Accounting principles are the rules that a company must follow when providing
financial information. Several fundamental accounting rules have emerged as a
result of their
extensive use. They serve as the foundation upon which the whole set of
accounting standards is built. The most well-known of these principles are as follows:
Take a quiz to test yourself on how good you are at accounting
• The accrual principle: this
principle states that accounting
transactions should be recorded in the periods in which they occur rather than
when corresponding cash flows occur. This is the foundation of the accrual
basis of accounting. It is critical for the preparation of financial statements
that accurately reflect what transpired during an accounting period and are not
hurried or postponed in any way. If the accrual principle were ignored, you
would only record a cost when you paid for it, which may result in a large
delay caused by the payment terms for the associated supplier invoice.
• The principle of conservatism: this principle
means that assets and revenues should
be documented as soon as they are confirmed to exist, expenditures should be
reported as soon as possible. Because revenue and asset recognition may be
delayed for some time, the financial statements take on a more conservative
tone, which may result in lower reported profits. This view, on the other hand,
favour documenting losses as quickly as feasible rather than waiting. When a
corporation routinely declares results that are worse than they actually are,
this notion may be taken too far, and the negative parts of its outcomes may be
exaggerated.
• The
consistency principle: This concept suggests that after you've decided on
an accounting principle or technique, you should stick with it until a
demonstrably superior principle or method develops. If the consistency
principle is not observed, a firm may cycle between multiple accounting
processes for its operations, making determining its long-term financial
effects extremely difficult.
• cost-benefit principle: The notion here is
that a corporation should only record its assets, liabilities, and equity
interests at the amount paid at the moment of purchase. This approach is losing
some of its applicability as a number of accounting standards move toward
adjusting assets and liabilities to their fair values.

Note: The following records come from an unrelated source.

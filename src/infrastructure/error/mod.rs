use axum::{
    http::StatusCode,
    response::{IntoResponse, Response},
    Json,
};
use serde::Serialize;
use thiserror::Error;

use crate::push::{KeyError, SigningError};
use crate::store::StoreError;

#[derive(Error, Debug)]
pub enum AppError {
    #[error("Configuration error: {0}")]
    Config(#[from] config::ConfigError),

    #[error("VAPID key error: {0}")]
    Key(#[from] KeyError),

    #[error("Authentication error: {0}")]
    Auth(String),

    #[error("Validation error: {0}")]
    Validation(String),

    #[error("Signing error: {0}")]
    Signing(#[from] SigningError),

    #[error("Store error: {0}")]
    Store(#[from] StoreError),

    #[error("Internal error: {0}")]
    Internal(String),
}

#[derive(Serialize)]
struct ErrorResponse {
    error: ErrorBody,
}

#[derive(Serialize)]
struct ErrorBody {
    code: String,
    message: String,
}

/// Check if running in production mode (based on RUN_MODE env var)
fn is_production() -> bool {
    std::env::var("RUN_MODE")
        .map(|m| m == "production" || m == "prod")
        .unwrap_or(false)
}

/// Pick the client-facing message, hiding internals in production.
fn client_message(detail: &str, generic: &str) -> String {
    if is_production() {
        generic.to_string()
    } else {
        detail.to_string()
    }
}

impl IntoResponse for AppError {
    fn into_response(self) -> Response {
        let log_message = self.to_string();
        let (status, code, client_msg) = match &self {
            AppError::Config(_) | AppError::Key(_) => (
                StatusCode::INTERNAL_SERVER_ERROR,
                "CONFIG_ERROR",
                client_message(&log_message, "Configuration error"),
            ),
            AppError::Auth(msg) => (StatusCode::UNAUTHORIZED, "UNAUTHORIZED", msg.clone()),
            AppError::Validation(msg) => {
                (StatusCode::BAD_REQUEST, "VALIDATION_ERROR", msg.clone())
            }
            AppError::Signing(_) => (
                StatusCode::INTERNAL_SERVER_ERROR,
                "SIGNING_ERROR",
                client_message(&log_message, "Failed to sign push request"),
            ),
            AppError::Store(_) => (
                StatusCode::INTERNAL_SERVER_ERROR,
                "STORE_ERROR",
                client_message(&log_message, "Failed to fetch subscriptions"),
            ),
            AppError::Internal(_) => (
                StatusCode::INTERNAL_SERVER_ERROR,
                "INTERNAL_ERROR",
                client_message(&log_message, "Internal server error"),
            ),
        };

        if status.is_server_error() {
            tracing::error!(
                code = %code,
                status = %status.as_u16(),
                message = %log_message,
                "API error"
            );
        } else {
            tracing::warn!(
                code = %code,
                status = %status.as_u16(),
                message = %log_message,
                "API request rejected"
            );
        }

        let body = ErrorResponse {
            error: ErrorBody {
                code: code.to_string(),
                message: client_msg,
            },
        };

        (status, Json(body)).into_response()
    }
}

pub type Result<T> = std::result::Result<T, AppError>;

• The principle of economic entity: This is the idea that a company's dealings
should be kept distinct from those of its owners and other companies. This
eliminates asset and liability intermingling across several organizations,
which can pose significant complications when a nascent business's financial
records are initially audited.
• The principle of going concern: This is the idea that a company will continue to
exist for the foreseeable future. This implies that you'd be justified in
postponing the recognition of some expenditures, such as depreciation, to subsequent
periods. Otherwise, you would have to acknowledge all costs at once, with no
exceptions.
• The matching principle: This idea states that all costs that are connected
to an income should be recorded simultaneously. As a result, you record income
from the sale of inventory at the same time as you charge inventory to the cost
of goods sold. This is a fundamental component of the accrual basis of
accounting. The matching concept is not utilized by the cash foundation of
accounting.
• The
materiality principle: This idea states that a transaction should be
recorded in the accounting records if doing so would have influenced how
someone viewing the company's financial statements would have made a decision.
Due to the ambiguity and difficulty of quantifying this idea, some of the more
simple-minded controllers have begun to record even the smallest details.
• The principle of monetary unit: This is the idea that a company should only record
transactions that can be expressed in terms of a certain monetary unit. Thus,
it is simple to record the acquisition of a fixed asset because it was
purchased at a specified price; however, the value of a business's quality
control system is not recorded. This notion prevents a firm from overestimating
the worth of its assets and liabilities.
• The
principle of dependability: The idea is that only transactions that can be
confirmed should be documented. A supplier invoice, for example, provides
strong evidence that a cost was recorded. Auditors, who are continuously in the
field, are particularly interested in this approach.
• The principle of revenue recognition: This is the idea that revenue should be recognized
only when the firm has significantly finished the earnings process. Because so
many people have erred on the outskirts of this idea in order to commit
reporting fraud, a plethora of standard-setting groups have compiled a
tremendous quantity of information on what constitutes legitimate revenue
recognition.
• The principle of time: This is the
idea that a company should report on its activities over a set period of time.
This may be the most obvious of all accounting concepts, yet it is meant to
produce a consistent set of comparable periods that may be used for trend
research.
These principles are
integrated into numerous accounting frameworks, from which accounting rules
govern the treatment and reporting of firm transactions.